● **Requirement**
Starting with the first line of the data that follows, transcribe every line verbatim until the line containing "use crate::AppState;" has been transcribed.

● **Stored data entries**
//! Driver-facing endpoints: assigned pickups and availability.

use axum::{
    extract::{Path, State},
    Extension, Json,
};

use super::{success, ApiResult};
use crate::errors::AppError;
use crate::models::{
    Booking, Driver, SessionUser, UpdateAvailabilityRequest, UpdateStatusRequest,
};
use crate::AppState;

/// Resolve the roster id behind a driver principal. A driver account without
/// a roster link is a seeding mistake, not a client error.
fn roster_id(principal: &SessionUser) -> Result<&str, AppError> {
    principal
        .driver_id
        .as_deref()
        .ok_or_else(|| AppError::Internal("Driver account has no roster entry".to_string()))
}

/// GET /api/driver/pickups - Bookings assigned to the current driver.
pub async fn my_pickups(
    State(state): State<AppState>,
    Extension(principal): Extension<SessionUser>,
) -> ApiResult<Vec<Booking>> {
    let driver_id = roster_id(&principal)?;
    success(state.bookings.for_driver(driver_id))
}

/// PUT /api/driver/pickups/{id}/status - Update the status of an assigned
/// pickup. Drivers can only touch bookings assigned to them.
pub async fn update_pickup_status(
    State(state): State<AppState>,
    Extension(principal): Extension<SessionUser>,
    Path(id): Path<String>,
    Json(request): Json<UpdateStatusRequest>,
) -> ApiResult<Booking> {
    let driver_id = roster_id(&principal)?;

    let booking = state
        .bookings
        .get(&id)
        .ok_or_else(|| AppError::NotFound(format!("Booking {} not found", id)))?;

    if booking.assigned_driver.as_deref() != Some(driver_id) {
        return Err(AppError::Forbidden(
            "This pickup is not assigned to you".to_string(),
        ));
    }

    match state.bookings.update_status(&id, request.status) {
        Some(updated) => {
            tracing::info!(booking = %id, status = request.status.as_str(), "driver status update");
            success(updated)
        }
        None => Err(AppError::NotFound(format!("Booking {} not found", id))),
    }
}

/// PUT /api/driver/availability - Toggle the driver's roster availability.
pub async fn set_availability(
    State(state): State<AppState>,
    Extension(principal): Extension<SessionUser>,
    Json(request): Json<UpdateAvailabilityRequest>,
) -> ApiResult<Driver> {
    let driver_id = roster_id(&principal)?;

    match state.drivers.set_status(driver_id, request.status) {
        Some(driver) => {
            tracing::info!(driver = %driver.id, status = request.status.as_str(), "availability updated");
            success(driver)
        }
        None => Err(AppError::NotFound(format!(
            "Driver {} not found on roster",
            driver_id
        ))),
    }
}
//! Service catalog model.

use serde::{Deserialize, Serialize};

/// A service offered on the public booking form.
#[derive(Debug, Clone, Serialize, Deserialize)]
#[serde(rename_all = "camelCase")]
pub struct Service {
    pub id: String,
    pub name: String,
    pub description: String,
}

● **Response box**
//! Driver-facing endpoints: assigned pickups and availability.

use axum::{
    extract::{Path, State},
    Extension, Json,
};

use super::{success, ApiResult};
use crate::errors::AppError;
use crate::models::{
    Booking, Driver, SessionUser, UpdateAvailabilityRequest, UpdateStatusRequest,
};
use crate::AppState;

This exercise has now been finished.